Le noti­zie nazio­nali, seguite da quelle inter­na­zio­nali e locali, sono al primo posto degli inte­ressi per tipo­lo­gia d’informazione in 10 nazioni su 12, ita­lia inclusa.

Nel nostro Paese il 51% degli inter­vi­stati afferma di aver pagato, di aver acqui­stato un gior­nale di carta. Per­cen­tuale che scende al 12% per quanto riguarda le news online/in for­mato digi­tale. Teo­ri­ca­mente l’Italia, dopo Dani­marca e Fin­lan­dia, è la nazione con la mag­gior pro­pen­sione al paga­mento delle noti­zie; vedendo le per­cen­tuali, net­ta­mente infe­riori, delle altre nazioni si capi­sce quanto neces­sa­ria sia un abbon­dante tara­tura tra dichia­rato e rea­liz­zato. In caso di dubbi basti vedere l’andamento effet­tivo delle ven­dite di copie digi­tali. La stra­grande mag­gio­ranza di coloro che pagano per le news online/digital, acqui­sta “one shot” [63%]. Ulte­riore ele­mento di rifles­sione come ho già avuto modo di sot­to­li­neare.

L’Italia è tra le nazioni in cui le per­sone hanno una mag­giore pro­pen­sione ad uti­liz­zare i social per la frui­zione d’informazione. I milioni di fan alle pagine delle diverse testate, per come ven­gono gestiti, non ser­vono ad altro che ad ali­men­tare i ricavi di Zuc­ker­berg & Co. Basti vedere, in assenza di altri dati o di uti­lizzo di piat­ta­forme spe­ci­fi­che di moni­to­rag­gio, il rap­porto tra numero di fan, pur con tutte le tara­ture sulla reach effet­tiva, e gli accessi com­ples­sivi al sito web cor­ri­spon­dente della testata o, peg­gio, la ven­dita di copie car­ta­cee, per veri­fi­care quanto labile sia la relazione.

Il rap­porto chia­ri­sce come a fronte di un incre­mento dell’uso dei social come punto di sco­perta della noti­zie non vi sia invece un incre­mento nella par­te­ci­pa­zione. I social sono più un fil­tro di sele­zione che non una fonte d’informazione. Le noti­zie si con­di­vi­dono e si com­men­tano ancora oggi “face-to-face”.
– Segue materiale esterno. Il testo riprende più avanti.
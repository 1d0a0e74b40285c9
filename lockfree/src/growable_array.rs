//! A growable array of atomic pointers: the raw storage behind the bucket
//! directory.
//!
//! `size` doubling in the hash set facade only ever decides *which* index a
//! key maps to; it is not load-bearing for memory safety here. Instead
//! `GrowableArray::get` is self-healing: if the requested index doesn't fit
//! the directory generation it currently observes, it grows the array to
//! fit, gated by a `compare_exchange` on its own pointer field. That keeps
//! correctness independent of any ordering assumption between the facade's
//! `size` counter and this array's own length.

use std::sync::atomic::Ordering;

use crossbeam_epoch::{unprotected, Atomic, Guard, Owned, Shared};

struct Directory<T> {
    slots: Box<[Atomic<T>]>,
}

impl<T> Directory<T> {
    fn with_len(len: usize) -> Self {
        Directory {
            slots: (0..len)
                .map(|_| Atomic::null())
                .collect::<Vec<_>>()
                .into_boxed_slice(),
        }
    }

    /// Builds a directory of `new_len` slots, with the first `self.len()`
    /// slots copied *by reference* from `self` — the same nodes remain
    /// reachable, nothing is rehashed or reallocated at the node level.
    fn grown_to(&self, new_len: usize) -> Self {
        debug_assert!(new_len >= self.slots.len());
        let grown = Self::with_len(new_len);
        // Safety: copying the raw pointer value between directory
        // generations does not dereference it, so no guard is needed for
        // the load; the node itself is still owned by the list, not by
        // either directory.
        let guard = unsafe { unprotected() };
        for (dst, src) in grown.slots.iter().zip(self.slots.iter()) {
            dst.store(src.load(Ordering::Relaxed, guard), Ordering::Relaxed);
        }
        grown
    }
}

/// A lock-free growable array of `Atomic<T>` slots.
pub struct GrowableArray<T> {
    directory: Atomic<Directory<T>>,
}

impl<T> GrowableArray<T> {
    /// Creates an array with `initial_len` null slots.
    pub fn new(initial_len: usize) -> Self {
        assert!(initial_len > 0);
        GrowableArray {
            directory: Atomic::new(Directory::with_len(initial_len)),
        }
    }

    /// Returns the slot at `index`, growing the backing array first if the
    /// currently-visible generation is too short.
    pub fn get<'g>(&'g self, index: usize, guard: &'g Guard) -> &'g Atomic<T> {
        loop {
            let current = self.directory.load(Ordering::Acquire, guard);
            let current_ref = unsafe { current.deref() };
            if index < current_ref.slots.len() {
                return &current_ref.slots[index];
            }
            self.grow_to_fit(current, current_ref, index + 1, guard);
        }
    }

    fn grow_to_fit<'g>(
        &'g self,
        current: Shared<'g, Directory<T>>,
        current_ref: &Directory<T>,
        min_len: usize,
        guard: &'g Guard,
    ) {
        let mut new_len = current_ref.slots.len().max(1);
        while new_len < min_len {
            new_len *= 2;
        }
        let grown = Owned::new(current_ref.grown_to(new_len));
        match self
            .directory
            .compare_exchange(current, grown, Ordering::AcqRel, Ordering::Acquire, guard)
        {
            Ok(_) => unsafe { guard.defer_destroy(current) },
            Err(_) => {
                // Someone else grew (or is growing) the array already; the
                // caller's loop will observe the newer generation.
            }
        }
    }
}

impl<T> Drop for GrowableArray<T> {
    fn drop(&mut self) {
        unsafe {
            let guard = unprotected();
            let current = self.directory.load(Ordering::Relaxed, guard);
            if !current.is_null() {
                drop(current.into_owned());
            }
        }
    }
}

#[cfg(test)]
mod tests {
    use super::*;
    use crossbeam_epoch as epoch;
    use std::sync::atomic::Ordering as StdOrdering;

    #[test]
    fn grows_to_fit_an_out_of_range_index() {
        let array: GrowableArray<u32> = GrowableArray::new(2);
        let guard = epoch::pin();
        let slot = array.get(9, &guard);
        assert!(slot.load(StdOrdering::Acquire, &guard).is_null());
    }

    #[test]
    fn preserves_previously_published_slots_across_growth() {
        let array: GrowableArray<u32> = GrowableArray::new(2);
        let guard = epoch::pin();
        array
            .get(1, &guard)
            .store(crossbeam_epoch::Owned::new(7u32), StdOrdering::Release);

        let _ = array.get(20, &guard); // forces growth well past index 1
        let slot = array.get(1, &guard);
        let value = unsafe { slot.load(StdOrdering::Acquire, &guard).deref() };
        assert_eq!(*value, 7);
    }
}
Credo che vada com­ple­ta­mente rivi­sto, ribal­tato l’approccio. È meglio avere cen­ti­naia di migliaia di per­sone delle quali non si sa nulla, che non leg­gono e che com­men­tano a caso e fuori luogo o è meglio ridurre la quan­tità e sta­bi­lire una rela­zione, creare enga­ge­ment con coloro che interessano?

Per­so­nal­mente non credo pos­sano esserci dubbi sul pre­fe­rire la seconda scelta. Per un’ecologia dei social media ini­ziate, ini­ziamo, ad abbat­tere la fan base ed a capire cosa inte­ressa ai nostri let­tori, a misu­rare più il click trough che altri para­me­tri, a rela­zio­narci con loro, come ho già avuto modo di dire.